** Materials provided follows **

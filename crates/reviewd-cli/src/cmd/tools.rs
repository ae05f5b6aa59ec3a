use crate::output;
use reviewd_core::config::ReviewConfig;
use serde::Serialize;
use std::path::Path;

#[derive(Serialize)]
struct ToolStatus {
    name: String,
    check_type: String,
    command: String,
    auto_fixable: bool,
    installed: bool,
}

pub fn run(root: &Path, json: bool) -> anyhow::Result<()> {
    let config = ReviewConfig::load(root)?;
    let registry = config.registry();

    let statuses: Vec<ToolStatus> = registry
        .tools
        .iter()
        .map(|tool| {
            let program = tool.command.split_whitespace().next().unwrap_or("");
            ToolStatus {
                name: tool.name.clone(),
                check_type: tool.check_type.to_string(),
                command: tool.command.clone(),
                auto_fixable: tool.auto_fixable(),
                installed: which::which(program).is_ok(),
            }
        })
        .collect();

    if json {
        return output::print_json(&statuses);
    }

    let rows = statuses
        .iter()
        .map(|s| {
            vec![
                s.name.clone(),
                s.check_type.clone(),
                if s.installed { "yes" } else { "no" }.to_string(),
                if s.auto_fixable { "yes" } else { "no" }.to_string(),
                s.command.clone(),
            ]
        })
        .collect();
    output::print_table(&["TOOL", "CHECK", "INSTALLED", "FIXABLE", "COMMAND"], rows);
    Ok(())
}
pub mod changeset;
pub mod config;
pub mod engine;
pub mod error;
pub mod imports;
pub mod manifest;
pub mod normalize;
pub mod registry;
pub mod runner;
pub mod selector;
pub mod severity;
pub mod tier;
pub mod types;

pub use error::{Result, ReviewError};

** End of Materials provided **

### What this task involves
Count, in the records above, the lines that contain the word "program"; the answer is that number alone.

### Your solution
2